CAN SOMEONE PLEASE EXPLAIN TO ME HOW IT IS DECEMBER TOMORROW?! Despite doing decidedly very little this year, the months seem to have passed us by in a flurry of banana bread, Zoom and socially distanced walks. I feel like it was Christmas 2019, lockdown, a few weeks of summer and then somehow we have landed ourselves back in the festive period a little bedraggled and confused.

December is normally my favourite month of the year. It always feels like a time in which magic is it’s most tangible. The twinkling lights are up outside shop fronts and decorating houses, glitter covers every available surface and everyone seems to relax a little in favour of festive cheer. Christmas is the season of the little black dress, the dicky bow and sequins, cracking fires, mulled wine and wooly hats. Selection boxes, apple spiced candles and Macaulay Culkin, the dreary monotony of winter is broken by a little light and undeniable excitement fills the cold air.

This year, Christmas will look very different for the majority of us. There will be no going out, no glitz, no glamour. The little black dress might have to stay in the wardrobe for another year and our outings for mulled wine in the local pub will be put on hold. We might not even be able to have the entire family sitting around the table. That being said, will the fundamentals of Christmas actually change too much? We will still be sitting around the tree on Chirtsmas morning opening our presents, Michale Buble on in the background, his merry tones filling the house with nostalgic charm. The enticing smell of cooking turkey filling the air. We will still pull crackers and be grateful that despite a horrible year in many ways, we all still sit there. The sounds and smells and feel of Christmas will be unwaveringly present, reminding us that despite the awfulness of 2020, there is still something to celebrate.

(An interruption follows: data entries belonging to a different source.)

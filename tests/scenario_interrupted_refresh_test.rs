//! S3 — nightly refresh interrupted mid-sweep: a leftover file remains
//! under `temp/` from a killed run. Bootstrap on the next startup reads
//! `main/` unaffected by the leftover. The next nightly refresh overwrites
//! the leftover in `temp/` before promoting it into `main/`.

mod common;

use lapcache_harvester::cache::{CombinationRecord, Store};
use lapcache_harvester::cancellation::CancelHandle;
use lapcache_harvester::catalog::CombinationKey;
use lapcache_harvester::harvester::Harvester;
use lapcache_harvester::tracker::FetchTracker;
use lapcache_harvester::UpstreamClient;

#[tokio::test]
async fn interrupted_run_leftover_is_overwritten_before_next_promote() {
    let dir = tempfile::tempdir().unwrap();
    let catalog = common::one_combo_catalog();
    let key = CombinationKey::new("1693", "8600");

    let store = Store::new(dir.path().join("main"), dir.path().join("temp"));

    let original = CombinationRecord::new(
        "1693",
        "8600",
        "Nordschleife",
        vec![common::driver_entry("Old Driver").as_object().unwrap().clone()],
    );
    store.write(&key, &original).await.unwrap();

    // Simulate a kill mid-sweep: a half-written record sits in temp/.
    let leftover = CombinationRecord::new(
        "1693",
        "8600",
        "Nordschleife",
        vec![common::driver_entry("Leftover Driver").as_object().unwrap().clone()],
    );
    store.temp_write(&key, &leftover).await.unwrap();

    // Bootstrap on the next startup: main/ is unaffected by the leftover.
    let bootstrap = store.read(&key).await.unwrap();
    assert_eq!(bootstrap.entries[0]["driver"]["name"], "Old Driver");

    // The next nightly refresh fetches fresh data and promotes over the leftover.
    let mut server = mockito::Server::new_async().await;
    let (_page, _listing) =
        common::mount_combo(&mut server, "1693", "8600", vec![common::driver_entry("New Driver")]).await;

    let upstream = UpstreamClient::new(server.url()).unwrap();
    let tracker = FetchTracker::new(dir.path().join("fetch_timestamps.json"));
    let harvester = Harvester::new(
        catalog,
        store.clone(),
        upstream,
        tracker,
        dir.path().join("track_activity.json"),
    );

    let cancel = CancelHandle::new();
    let outcome = harvester
        .fetch_all(&cancel, lapcache_harvester::activity::Origin::Nightly, |_| {})
        .await;

    assert!(outcome.failed.is_empty());
    let promoted = store.read(&key).await.unwrap();
    assert_eq!(promoted.entries.len(), 1);
    assert_eq!(promoted.entries[0]["driver"]["name"], "New Driver");
}
//! Quantified invariant 4 from spec.md §8: after any `cleanup()` the
//! in-progress flag is false and the in-flight refresh's context is
//! cancelled. Proven here by racing a fetch against an address that never
//! responds (`10.255.255.1`, non-routable) and observing `cleanup()` stop
//! the sweep promptly rather than waiting out the 90s request timeout.

mod common;

use std::time::Duration;

use lapcache_harvester::cache::Store;
use lapcache_harvester::{Orchestrator, UpstreamClient};

#[tokio::test]
async fn cleanup_cancels_in_flight_refresh_promptly() {
    let dir = tempfile::tempdir().unwrap();
    let cache_dir = dir.path().join("cache");
    std::fs::create_dir_all(&cache_dir).unwrap();

    let catalog = common::one_combo_catalog();
    let store = Store::new(cache_dir.join("main"), dir.path().join("cache_temp"));
    let upstream = UpstreamClient::new("http://10.255.255.1").unwrap();
    let orchestrator = Orchestrator::new(catalog, store, upstream, cache_dir, Duration::from_secs(3600));

    orchestrator.start_background_load();
    tokio::time::sleep(Duration::from_millis(50)).await;
    assert!(orchestrator.is_in_progress(), "sweep should still be attempting the unreachable fetch");

    orchestrator.cleanup();

    let cancelled_promptly = tokio::time::timeout(Duration::from_secs(5), async {
        loop {
            if !orchestrator.is_in_progress() {
                break;
            }
            tokio::time::sleep(Duration::from_millis(20)).await;
        }
    })
    .await
    .is_ok();

    assert!(cancelled_promptly, "cleanup() must cancel the in-flight context, not wait out the request timeout");
    assert!(orchestrator.snapshot().is_empty());
}
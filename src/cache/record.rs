//! The persisted shape of one cached combination.
//!
//! Mirrors the on-disk schema from spec.md §6:
//! `{track_info:{name,track_id,class_id,data:[...]}, cached_at, track_name,
//! track_id, entry_count}`. Entries are kept in raw, schemaless form (a map
//! from string to JSON value) so upstream schema drift in fields we don't
//! extract doesn't break round-tripping, per spec.md §9's design note on
//! "raw untyped payloads".

use chrono::{DateTime, Utc};
use serde::{Deserialize, Serialize};
use serde_json::Value;

/// One raw leaderboard entry as received from upstream, preserved verbatim.
pub type RawEntry = serde_json::Map<String, Value>;

#[derive(Debug, Clone, Serialize, Deserialize)]
struct TrackInfo {
    name: String,
    track_id: String,
    class_id: String,
    data: Vec<RawEntry>,
}

/// A single (track, class) leaderboard as stored in the cache.
#[derive(Debug, Clone, Serialize, Deserialize)]
pub struct CombinationRecord {
    pub track_id: String,
    pub class_id: String,
    pub track_name: String,
    pub entries: Vec<RawEntry>,
    pub cached_at: DateTime<Utc>,
    pub entry_count: usize,
}

impl CombinationRecord {
    #[must_use]
    pub fn new(
        track_id: impl Into<String>,
        class_id: impl Into<String>,
        track_name: impl Into<String>,
        entries: Vec<RawEntry>,
    ) -> Self {
        let entry_count = entries.len();
        Self {
            track_id: track_id.into(),
            class_id: class_id.into(),
            track_name: track_name.into(),
            entries,
            cached_at: Utc::now(),
            entry_count,
        }
    }

    /// Serialize into the on-disk wire shape (§6).
    fn to_wire(&self) -> WireRecord {
        WireRecord {
            track_info: TrackInfo {
                name: self.track_name.clone(),
                track_id: self.track_id.clone(),
                class_id: self.class_id.clone(),
                data: self.entries.clone(),
            },
            cached_at: self.cached_at,
            track_name: self.track_name.clone(),
            track_id: self.track_id.clone(),
            entry_count: self.entry_count,
            class_id: self.class_id.clone(),
        }
    }

    pub fn to_json_bytes(&self) -> serde_json::Result<Vec<u8>> {
        serde_json::to_vec_pretty(&self.to_wire())
    }

    pub fn from_json_slice(bytes: &[u8]) -> serde_json::Result<Self> {
        let wire: WireRecord = serde_json::from_slice(bytes)?;
        Ok(Self {
            track_id: wire.track_id,
            class_id: wire.class_id,
            track_name: wire.track_name,
            entries: wire.track_info.data,
            cached_at: wire.cached_at,
            entry_count: wire.entry_count,
        })
    }
}

#[derive(Debug, Clone, Serialize, Deserialize)]
struct WireRecord {
    track_info: TrackInfo,
    cached_at: DateTime<Utc>,
    track_name: String,
    track_id: String,
    class_id: String,
    entry_count: usize,
}

#[cfg(test)]
mod tests {
    use super::*;

    fn entry(name: &str) -> RawEntry {
        let mut m = serde_json::Map::new();
        m.insert("driver".into(), serde_json::json!({"name": name}));
        m
    }

    #[test]
    fn round_trips_order_and_content() {
        let rec = CombinationRecord::new("1693", "8600", "Nordschleife", vec![entry("A"), entry("B")]);
        let bytes = rec.to_json_bytes().unwrap();
        let back = CombinationRecord::from_json_slice(&bytes).unwrap();
        assert_eq!(back.entries.len(), 2);
        assert_eq!(
            back.entries[0]["driver"]["name"].as_str().unwrap(),
            "A"
        );
        assert_eq!(
            back.entries[1]["driver"]["name"].as_str().unwrap(),
            "B"
        );
        assert_eq!(back.entry_count, 2);
    }

    #[test]
    fn empty_entries_round_trip() {
        let rec = CombinationRecord::new("1693", "8600", "Nordschleife", vec![]);
        let bytes = rec.to_json_bytes().unwrap();
        let back = CombinationRecord::from_json_slice(&bytes).unwrap();
        assert!(back.entries.is_empty());
        assert_eq!(back.entry_count, 0);
    }
}
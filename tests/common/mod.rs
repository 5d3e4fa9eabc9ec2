//! Test utilities shared across the integration suite: catalogs, raw entry
//! builders, and a mocked upstream leaderboard service.

use mockito::{Matcher, Mock, ServerGuard};

use lapcache_harvester::{CarClass, Catalog, Track};

#[allow(dead_code)]
pub fn one_combo_catalog() -> Catalog {
    Catalog::new(
        vec![Track {
            track_id: "1693".into(),
            track_name: "Nordschleife".into(),
        }],
        vec![CarClass {
            class_id: "8600".into(),
            class_name: "GT3".into(),
        }],
    )
}

#[allow(dead_code)]
pub fn two_track_catalog() -> Catalog {
    Catalog::new(
        vec![
            Track {
                track_id: "1693".into(),
                track_name: "Nordschleife".into(),
            },
            Track {
                track_id: "5276".into(),
                track_name: "Spa".into(),
            },
        ],
        vec![
            CarClass {
                class_id: "8600".into(),
                class_name: "GT3".into(),
            },
            CarClass {
                class_id: "9000".into(),
                class_name: "GT4".into(),
            },
        ],
    )
}

#[allow(dead_code)]
pub fn driver_entry(name: &str) -> serde_json::Value {
    serde_json::json!({"driver": {"name": name}})
}

/// Mount both legs of one combination's fetch (session page GET, then the
/// listing GET) on a mockito server, returning the two mocks so callers can
/// assert call counts with `.assert_async()`.
#[allow(dead_code)]
pub async fn mount_combo(
    server: &mut ServerGuard,
    track_id: &str,
    class_id: &str,
    results: Vec<serde_json::Value>,
) -> (Mock, Mock) {
    let query = Matcher::AllOf(vec![
        Matcher::UrlEncoded("track".into(), track_id.into()),
        Matcher::UrlEncoded("car_class".into(), class_id.into()),
    ]);

    let page = server
        .mock("GET", "/leaderboards")
        .match_query(query.clone())
        .with_status(200)
        .with_body("<html></html>")
        .create_async()
        .await;

    let body = serde_json::json!({"context": {"c": {"results": results}}});
    let listing = server
        .mock("GET", "/leaderboards/ajax")
        .match_query(query)
        .with_status(200)
        .with_header("content-type", "application/json")
        .with_body(body.to_string())
        .create_async()
        .await;

    (page, listing)
}
//! A cheaply cloneable, shared boolean — used for the orchestrator's
//! in-progress guard, which several background loops (periodic indexer,
//! watcher) need to read without taking the published-snapshot lock.

use std::sync::atomic::{AtomicBool, Ordering};
use std::sync::Arc;

#[derive(Debug, Clone)]
pub struct AtomicFlag(Arc<AtomicBool>);

impl AtomicFlag {
    #[must_use]
    pub fn new(initial: bool) -> Self {
        Self(Arc::new(AtomicBool::new(initial)))
    }

    pub fn set(&self, value: bool) {
        self.0.store(value, Ordering::SeqCst);
    }

    #[must_use]
    pub fn get(&self) -> bool {
        self.0.load(Ordering::SeqCst)
    }
}

impl Default for AtomicFlag {
    fn default() -> Self {
        Self::new(false)
    }
}
//! Scheduler — fires a callback once a day at a wall-clock `HH:MM`.

use std::future::Future;

use chrono::{Duration as ChronoDuration, Local, NaiveTime, Timelike};
use tokio::task::JoinHandle;

use crate::cancellation::CancelHandle;

/// Compute the duration from `now` until the next future instant whose
/// local wall-clock time matches `hour:minute`. If `now`'s time-of-day is
/// exactly `hour:minute`, the *next* day's occurrence is chosen (never
/// fires immediately on construction).
fn duration_until_next(hour: u32, minute: u32) -> std::time::Duration {
    let now = Local::now();
    let target_time = NaiveTime::from_hms_opt(hour, minute, 0).unwrap_or_else(|| NaiveTime::from_hms_opt(0, 0, 0).unwrap());
    let today_target = now.date_naive().and_time(target_time);
    let mut target = today_target;
    if target <= now.naive_local() {
        target += ChronoDuration::days(1);
    }
    (target - now.naive_local())
        .to_std()
        .unwrap_or(std::time::Duration::from_secs(60))
}

/// A single-shot recurring daily timer. `Stop` is idempotent: dropping or
/// calling [`Scheduler::stop`] more than once is harmless.
pub struct Scheduler {
    cancel: CancelHandle,
    handle: Option<JoinHandle<()>>,
}

impl Scheduler {
    /// Start a background loop that invokes `callback` every day at
    /// `hour:minute` local time. The callback runs to completion before the
    /// timer re-arms for the following day.
    pub fn start<F, Fut>(hour: u32, minute: u32, mut callback: F) -> Self
    where
        F: FnMut() -> Fut + Send + 'static,
        Fut: Future<Output = ()> + Send,
    {
        let cancel = CancelHandle::new();
        let loop_cancel = cancel.clone();
        let handle = tokio::spawn(async move {
            loop {
                let wait = duration_until_next(hour, minute);
                log::info!("scheduler: next refresh in {wait:?}");
                tokio::select! {
                    () = tokio::time::sleep(wait) => {}
                    () = loop_cancel.cancelled() => break,
                }
                if loop_cancel.is_cancelled() {
                    break;
                }
                callback().await;
            }
        });
        Self {
            cancel,
            handle: Some(handle),
        }
    }

    /// Cancel the timer and stop the background task. Safe to call more
    /// than once.
    pub fn stop(&mut self) {
        self.cancel.cancel();
        if let Some(handle) = self.handle.take() {
            handle.abort();
        }
    }
}

impl Drop for Scheduler {
    fn drop(&mut self) {
        self.stop();
    }
}

/// Exposed for tests and for components that want to share the same
/// "next HH:MM" computation the scheduler uses.
#[must_use]
pub fn next_fire_in(hour: u32, minute: u32) -> std::time::Duration {
    duration_until_next(hour, minute)
}

#[cfg(test)]
mod tests {
    use super::*;
    use std::sync::atomic::{AtomicUsize, Ordering};
    use std::sync::Arc;

    #[test]
    fn next_fire_is_never_negative_or_instant() {
        let now = Local::now();
        let wait = duration_until_next(now.hour(), now.minute());
        assert!(wait >= std::time::Duration::from_secs(1));
        assert!(wait <= std::time::Duration::from_secs(24 * 60 * 60));
    }

    #[tokio::test]
    async fn stop_is_idempotent() {
        let counter = Arc::new(AtomicUsize::new(0));
        let c2 = counter.clone();
        let mut scheduler = Scheduler::start(23, 59, move || {
            let c3 = c2.clone();
            async move {
                c3.fetch_add(1, Ordering::SeqCst);
            }
        });
        scheduler.stop();
        scheduler.stop();
    }
}
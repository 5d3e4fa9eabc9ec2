//! Quantified invariants 2 and 8 from spec.md §8, exercised across
//! successive promote cycles rather than a single call.

use lapcache_harvester::cache::{CombinationRecord, Store};
use lapcache_harvester::catalog::CombinationKey;

fn record(name: &str) -> CombinationRecord {
    CombinationRecord::new("1693", "8600", "Nordschleife", vec![
        serde_json::json!({"driver": {"name": name}}).as_object().unwrap().clone(),
    ])
}

#[tokio::test]
async fn promote_never_decreases_the_main_file_count() {
    let dir = tempfile::tempdir().unwrap();
    let store = Store::new(dir.path().join("main"), dir.path().join("temp"));

    // Idempotence: promoting an empty temp_root is a no-op.
    assert_eq!(store.promote().await, 0);
    assert_eq!(store.count_present().await, 0);

    let a = CombinationKey::new("1693", "8600");
    let b = CombinationKey::new("5276", "9000");

    store.temp_write(&a, &record("A")).await.unwrap();
    let before = store.count_present().await;
    let promoted_first = store.promote().await;
    let after_first = store.count_present().await;
    assert_eq!(promoted_first, 1);
    assert!(after_first >= before);

    // A second promote cycle with a new key must only add to main/, never
    // remove the combination promoted in the first cycle.
    store.temp_write(&b, &record("B")).await.unwrap();
    let promoted_second = store.promote().await;
    let after_second = store.count_present().await;
    assert_eq!(promoted_second, 1);
    assert!(after_second >= after_first);
    assert!(store.exists(&a).await);
    assert!(store.exists(&b).await);

    // Idempotence again: nothing left in temp/, so the next promote is a no-op.
    assert_eq!(store.promote().await, 0);
    assert_eq!(store.count_present().await, after_second);
}
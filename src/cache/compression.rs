//! Gzip helpers for cache blobs.
//!
//! Grounded on `content_saver::compression::save_compressed_file`: content
//! is gzipped with `flate2`, and large payloads are compressed on the
//! blocking thread pool so the async runtime isn't stalled.

use std::io::{Read, Write};

use flate2::read::GzDecoder;
use flate2::write::GzEncoder;
use flate2::Compression;

/// Above this size, compression is offloaded to `spawn_blocking`.
const INLINE_COMPRESSION_THRESHOLD: usize = 256 * 1024;

fn compress_sync(bytes: &[u8]) -> std::io::Result<Vec<u8>> {
    let mut encoder = GzEncoder::new(Vec::new(), Compression::new(3));
    encoder.write_all(bytes)?;
    encoder.finish()
}

fn decompress_sync(bytes: &[u8]) -> std::io::Result<Vec<u8>> {
    let mut decoder = GzDecoder::new(bytes);
    let mut out = Vec::new();
    decoder.read_to_end(&mut out)?;
    Ok(out)
}

/// Gzip-compress `bytes`, moving the work to a blocking thread for large
/// payloads (full driver rosters can run into the hundreds of KB).
pub async fn compress(bytes: Vec<u8>) -> std::io::Result<Vec<u8>> {
    if bytes.len() < INLINE_COMPRESSION_THRESHOLD {
        return compress_sync(&bytes);
    }
    tokio::task::spawn_blocking(move || compress_sync(&bytes))
        .await
        .map_err(|e| std::io::Error::other(format!("compression task panicked: {e}")))?
}

/// Gzip-decompress `bytes`.
pub async fn decompress(bytes: Vec<u8>) -> std::io::Result<Vec<u8>> {
    if bytes.len() < INLINE_COMPRESSION_THRESHOLD {
        return decompress_sync(&bytes);
    }
    tokio::task::spawn_blocking(move || decompress_sync(&bytes))
        .await
        .map_err(|e| std::io::Error::other(format!("decompression task panicked: {e}")))?
}
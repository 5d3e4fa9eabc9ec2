//! A single (track, class) fetch against the external leaderboard service.
//!
//! Two requests per fetch: a human-facing page GET to establish session
//! cookies, then an XHR-flavored GET against the listing endpoint. Grounded
//! on the teacher's `inline_css::css_downloader` request shape, adapted
//! from a fire-and-forget download to a cancellation-aware, two-step
//! session fetch.

use std::time::{Duration, Instant};

use reqwest::header::{HeaderMap, HeaderValue, REFERER};
use reqwest::Client;

use crate::cache::RawEntry;
use crate::cancellation::CancelHandle;
use crate::error::UpstreamError;

const USER_AGENT: &str =
    "Mozilla/5.0 (X11; Linux x86_64) AppleWebKit/537.36 (KHTML, like Gecko) Chrome/124.0 Safari/537.36";
const POOL_MAX_IDLE_PER_HOST: usize = 2;
const POOL_IDLE_TIMEOUT: Duration = Duration::from_secs(30);

#[derive(Clone)]
pub struct UpstreamClient {
    http: Client,
    base_url: String,
}

impl UpstreamClient {
    pub fn new(base_url: impl Into<String>) -> Result<Self, UpstreamError> {
        let mut headers = HeaderMap::new();
        headers.insert(
            "X-Requested-With",
            HeaderValue::from_static("XMLHttpRequest"),
        );

        let http = Client::builder()
            .user_agent(USER_AGENT)
            .default_headers(headers)
            .cookie_store(true)
            .pool_max_idle_per_host(POOL_MAX_IDLE_PER_HOST)
            .pool_idle_timeout(POOL_IDLE_TIMEOUT)
            .build()
            .map_err(|e| UpstreamError::Network(e.to_string()))?;

        Ok(Self {
            http,
            base_url: base_url.into(),
        })
    }

    fn page_url(&self, track_id: &str, class_id: &str) -> String {
        format!(
            "{}/leaderboards?track={track_id}&car_class={class_id}",
            self.base_url
        )
    }

    fn listing_url(&self) -> String {
        format!("{}/leaderboards/ajax", self.base_url)
    }

    /// Fetch the full ranking for one (track, class) combination.
    ///
    /// Returns the raw entries in upstream order and the wall-clock elapsed
    /// time, or an [`UpstreamError`]. Races the fetch against `cancel` so a
    /// cancelled refresh aborts in-flight I/O promptly.
    pub async fn fetch(
        &self,
        cancel: &CancelHandle,
        track_id: &str,
        class_id: &str,
        timeout: Duration,
    ) -> Result<(Vec<RawEntry>, Duration), UpstreamError> {
        if track_id.is_empty() || class_id.is_empty() {
            return Err(UpstreamError::Decode(
                "track_id and class_id must be non-empty".into(),
            ));
        }
        let started = Instant::now();
        tokio::select! {
            result = self.fetch_inner(track_id, class_id, timeout) => {
                result.map(|entries| (entries, started.elapsed()))
            }
            () = cancel.cancelled() => Err(UpstreamError::Cancelled),
        }
    }

    async fn fetch_inner(
        &self,
        track_id: &str,
        class_id: &str,
        timeout: Duration,
    ) -> Result<Vec<RawEntry>, UpstreamError> {
        let page_url = self.page_url(track_id, class_id);

        let session_resp = tokio::time::timeout(timeout, self.http.get(&page_url).send())
            .await
            .map_err(|_| UpstreamError::Timeout)?
            .map_err(|e| UpstreamError::Network(e.to_string()))?;
        if !session_resp.status().is_success() {
            return Err(UpstreamError::Http(session_resp.status().as_u16()));
        }

        let listing_resp = tokio::time::timeout(
            timeout,
            self.http
                .get(self.listing_url())
                .query(&[
                    ("track", track_id),
                    ("car_class", class_id),
                    ("start", "0"),
                    ("count", "1500"),
                ])
                .header(REFERER, &page_url)
                .send(),
        )
        .await
        .map_err(|_| UpstreamError::Timeout)?
        .map_err(|e| UpstreamError::Network(e.to_string()))?;
        if !listing_resp.status().is_success() {
            return Err(UpstreamError::Http(listing_resp.status().as_u16()));
        }

        let body: serde_json::Value = listing_resp
            .json()
            .await
            .map_err(|e| UpstreamError::Decode(e.to_string()))?;

        let results = body
            .pointer("/context/c/results")
            .and_then(|v| v.as_array())
            .ok_or_else(|| UpstreamError::Decode("missing context.c.results".into()))?;

        Ok(results
            .iter()
            .filter_map(|v| v.as_object().cloned())
            .collect())
    }

    /// Release idle pooled connections. Best-effort: the underlying pool is
    /// torn down once every clone of the client is dropped.
    pub fn close(self) {
        drop(self);
    }
}
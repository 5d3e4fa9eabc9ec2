//! Periodic Indexer — re-runs the Index Builder on a fixed cadence while a
//! refresh is in progress, so consumers see freshening artifacts during a
//! multi-hour sweep instead of only at the very end.

use std::sync::Arc;
use std::time::Duration;

use parking_lot::RwLock;
use tokio::task::JoinHandle;

use crate::cache::{Store, WorkingSet};
use crate::cancellation::CancelHandle;
use crate::catalog::Catalog;
use crate::flag::AtomicFlag;
use crate::index::IndexBuilder;

async fn build_once(index_builder: Arc<IndexBuilder>, snapshot: Arc<RwLock<WorkingSet>>, catalog: Catalog) {
    let snap = snapshot.read().clone();
    if let Err(e) = crate::index::build_async(index_builder, snap, catalog).await {
        log::warn!("periodic indexer: build failed: {e}");
    }
}

pub struct PeriodicIndexer {
    cancel: CancelHandle,
    handle: Option<JoinHandle<()>>,
}

impl PeriodicIndexer {
    /// Start the loop. `already_exported` should be `true` when the caller
    /// already ran the Index Builder once for this run (e.g. the
    /// bootstrap's cache-complete callback), so the immediate on-start
    /// build is skipped.
    pub fn start(
        interval: Duration,
        store: Store,
        index_builder: Arc<IndexBuilder>,
        catalog: Catalog,
        snapshot: Arc<RwLock<WorkingSet>>,
        in_progress: AtomicFlag,
        already_exported: bool,
    ) -> Self {
        let cancel = CancelHandle::new();
        let loop_cancel = cancel.clone();

        let handle = tokio::spawn(async move {
            if in_progress.get() && !already_exported && !snapshot.read().is_empty() {
                build_once(index_builder.clone(), snapshot.clone(), catalog.clone()).await;
            }

            loop {
                if loop_cancel.sleep_checking(interval).await {
                    break;
                }
                if !in_progress.get() || loop_cancel.is_cancelled() {
                    break;
                }

                let promoted = store.promote().await;
                log::info!("periodic indexer: promoted {promoted} combination(s)");
                build_once(index_builder.clone(), snapshot.clone(), catalog.clone()).await;
            }
        });

        Self {
            cancel,
            handle: Some(handle),
        }
    }

    pub fn stop(&mut self) {
        self.cancel.cancel();
        if let Some(handle) = self.handle.take() {
            handle.abort();
        }
    }
}

impl Drop for PeriodicIndexer {
    fn drop(&mut self) {
        self.stop();
    }
}
//! Refresh Watcher — polls a sentinel file (`cache/refresh_now`) for
//! ad-hoc refresh requests.

use std::future::Future;
use std::path::PathBuf;
use std::time::Duration;

use tokio::task::JoinHandle;

use crate::cancellation::CancelHandle;
use crate::catalog::Selector;

const DEFAULT_POLL_INTERVAL: Duration = Duration::from_secs(30);

/// A long-running poll loop. `Stop` (via [`Watcher::stop`] or `Drop`) is
/// idempotent.
pub struct Watcher {
    cancel: CancelHandle,
    handle: Option<JoinHandle<()>>,
}

impl Watcher {
    /// Start polling `sentinel_path` at `poll_interval` (default 30s if
    /// `None`). On each tick: if the file is present, read its body, delete
    /// it best-effort, and invoke `on_trigger` with the parsed selection
    /// unless `is_busy` reports the orchestrator already has a refresh in
    /// flight, in which case the request is logged and dropped.
    pub fn start<B, T, Fut>(
        sentinel_path: impl Into<PathBuf>,
        poll_interval: Option<Duration>,
        is_busy: B,
        mut on_trigger: T,
    ) -> Self
    where
        B: Fn() -> bool + Send + 'static,
        T: FnMut(Vec<Selector>) -> Fut + Send + 'static,
        Fut: Future<Output = ()> + Send,
    {
        let sentinel_path = sentinel_path.into();
        let interval = poll_interval.unwrap_or(DEFAULT_POLL_INTERVAL);
        let cancel = CancelHandle::new();
        let loop_cancel = cancel.clone();

        let handle = tokio::spawn(async move {
            loop {
                if loop_cancel.sleep_checking(interval).await {
                    break;
                }

                let body = match tokio::fs::read_to_string(&sentinel_path).await {
                    Ok(body) => body,
                    Err(e) if e.kind() == std::io::ErrorKind::NotFound => continue,
                    Err(e) => {
                        log::warn!("watcher: failed to read {}: {e}", sentinel_path.display());
                        continue;
                    }
                };

                if let Err(e) = tokio::fs::remove_file(&sentinel_path).await {
                    log::warn!(
                        "watcher: failed to delete {} (continuing): {e}",
                        sentinel_path.display()
                    );
                }

                if is_busy() {
                    log::info!("watcher: refresh already in progress, dropping trigger");
                    continue;
                }

                let selection = Selector::parse_body(&body);
                on_trigger(selection).await;
            }
        });

        Self {
            cancel,
            handle: Some(handle),
        }
    }

    pub fn stop(&mut self) {
        self.cancel.cancel();
        if let Some(handle) = self.handle.take() {
            handle.abort();
        }
    }
}

impl Drop for Watcher {
    fn drop(&mut self) {
        self.stop();
    }
}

This got me wondering about what our letters to Santa might look like this year? As we sit down and think about Christmas wishes, lists and polite requests from our loved ones, will they be adjusted, changed or even scrapped all together this year, in favour of more wholesome offerings of love? Will we show more gratitude for the simpler things in life and ditch the luxuries to be replaced with small pleasures? I mean, I wouldn’t mind something under the tree from Santa but, to know that this horrible virus is coming to an end and that those who have been most affected by it have their suffering eased is of course preferable.

What is on your Chrismas wish list this year? If you could pick five things to add, what do you hope for as we head in to December?

All I want for Christmas in 2020 is….

  1. Christmas dinner. Including but not limited to pigs in blankets surely the best dish of the year.
  2. To be able to give my grandparents a hug without fear and to ease their isolation and solitude somewhat.
  3. To go in to 2021 with less anxiety, reminding myself that what will be will be, to focus only on what it is possible to change, leaving everything else to arrive as and when it arrives.
  4. To hopefully soon feel safe returning to places I love. Yoga classes, swimming pools, book shops, cafes, the theatre. These are things I now know are luxuries and not to be taken for granted.
  5. The safe arrival of my best friends baby girl who is due as we head in to the New Year.

We have lost a lot during 2020, there is no denying it but are we able to acknowledge anything gained? Is there still something, however small, to celebrate this year? I hope that however you are spending your Christmas this year, that you find something to be thankful for and are able to spend it with the people you love, even if it doesn’t look much like Christmases you are used to. I hope that you feel warm, safe, loved and festive. I hope too that as we leave this year behind us, better things are on the horizon for us all.

One Comment Add yours

  1. Well said! Yesterday I started wrapping presents to mail. It really lifted my spirits.:-)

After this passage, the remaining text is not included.